== Records to use ==

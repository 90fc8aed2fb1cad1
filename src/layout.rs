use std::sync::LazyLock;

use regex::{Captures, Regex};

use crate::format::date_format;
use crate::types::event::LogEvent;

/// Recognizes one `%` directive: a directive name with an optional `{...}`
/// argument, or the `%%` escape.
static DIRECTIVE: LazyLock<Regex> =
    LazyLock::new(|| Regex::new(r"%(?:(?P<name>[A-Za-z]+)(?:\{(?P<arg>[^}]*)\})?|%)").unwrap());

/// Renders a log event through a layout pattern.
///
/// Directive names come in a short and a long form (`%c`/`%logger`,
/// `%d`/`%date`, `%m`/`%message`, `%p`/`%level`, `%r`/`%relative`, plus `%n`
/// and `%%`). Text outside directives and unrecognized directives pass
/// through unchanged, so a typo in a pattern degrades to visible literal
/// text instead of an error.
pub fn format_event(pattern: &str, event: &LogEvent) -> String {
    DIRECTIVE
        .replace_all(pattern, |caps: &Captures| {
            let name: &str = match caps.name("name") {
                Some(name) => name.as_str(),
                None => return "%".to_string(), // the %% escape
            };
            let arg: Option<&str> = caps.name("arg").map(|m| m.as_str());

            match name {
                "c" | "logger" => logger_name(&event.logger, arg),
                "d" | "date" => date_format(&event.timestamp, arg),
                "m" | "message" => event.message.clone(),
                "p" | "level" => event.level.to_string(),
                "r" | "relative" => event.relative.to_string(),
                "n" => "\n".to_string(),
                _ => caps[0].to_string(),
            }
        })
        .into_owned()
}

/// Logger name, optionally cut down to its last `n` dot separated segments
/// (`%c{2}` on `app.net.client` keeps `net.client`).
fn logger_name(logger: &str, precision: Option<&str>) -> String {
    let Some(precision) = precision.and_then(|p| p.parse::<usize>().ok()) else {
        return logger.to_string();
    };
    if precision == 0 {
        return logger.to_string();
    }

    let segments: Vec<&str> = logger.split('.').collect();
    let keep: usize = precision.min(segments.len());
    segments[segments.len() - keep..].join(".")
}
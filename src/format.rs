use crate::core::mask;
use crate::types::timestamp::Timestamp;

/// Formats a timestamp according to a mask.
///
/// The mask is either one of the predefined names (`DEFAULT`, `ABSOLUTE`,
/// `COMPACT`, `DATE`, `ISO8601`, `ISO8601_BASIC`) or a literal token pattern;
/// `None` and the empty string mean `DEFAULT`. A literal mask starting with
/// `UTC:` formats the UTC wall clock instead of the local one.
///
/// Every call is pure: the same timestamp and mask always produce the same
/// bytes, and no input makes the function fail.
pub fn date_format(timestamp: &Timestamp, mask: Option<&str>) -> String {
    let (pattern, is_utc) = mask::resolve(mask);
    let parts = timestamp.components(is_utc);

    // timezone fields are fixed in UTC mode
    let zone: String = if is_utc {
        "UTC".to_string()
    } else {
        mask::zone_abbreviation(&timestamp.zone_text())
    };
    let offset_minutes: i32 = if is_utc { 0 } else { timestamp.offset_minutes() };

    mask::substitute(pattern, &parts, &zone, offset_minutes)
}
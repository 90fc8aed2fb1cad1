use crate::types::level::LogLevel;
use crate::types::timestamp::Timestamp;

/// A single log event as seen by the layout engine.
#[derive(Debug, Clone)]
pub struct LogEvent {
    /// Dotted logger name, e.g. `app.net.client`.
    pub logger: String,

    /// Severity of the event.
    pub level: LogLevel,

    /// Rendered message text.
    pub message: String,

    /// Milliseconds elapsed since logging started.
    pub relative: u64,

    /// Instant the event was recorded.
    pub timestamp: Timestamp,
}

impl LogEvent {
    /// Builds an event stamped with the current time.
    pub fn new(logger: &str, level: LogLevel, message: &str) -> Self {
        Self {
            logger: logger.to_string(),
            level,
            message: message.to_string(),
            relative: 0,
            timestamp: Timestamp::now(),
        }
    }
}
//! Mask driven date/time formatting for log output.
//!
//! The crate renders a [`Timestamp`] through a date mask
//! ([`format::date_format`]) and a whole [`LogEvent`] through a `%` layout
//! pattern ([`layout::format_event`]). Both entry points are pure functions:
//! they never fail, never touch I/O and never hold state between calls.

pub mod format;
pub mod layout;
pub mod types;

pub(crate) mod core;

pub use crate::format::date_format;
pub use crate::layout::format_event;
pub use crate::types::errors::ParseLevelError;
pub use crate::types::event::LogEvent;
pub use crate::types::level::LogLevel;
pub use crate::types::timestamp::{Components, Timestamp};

===

# Task
Your answer should be the lines of the records that include the word "pure".

# Answer section
/// Every call is pure: the same timestamp and mask always produce the same
//! pattern ([`layout::format_event`]). Both entry points are pure functions:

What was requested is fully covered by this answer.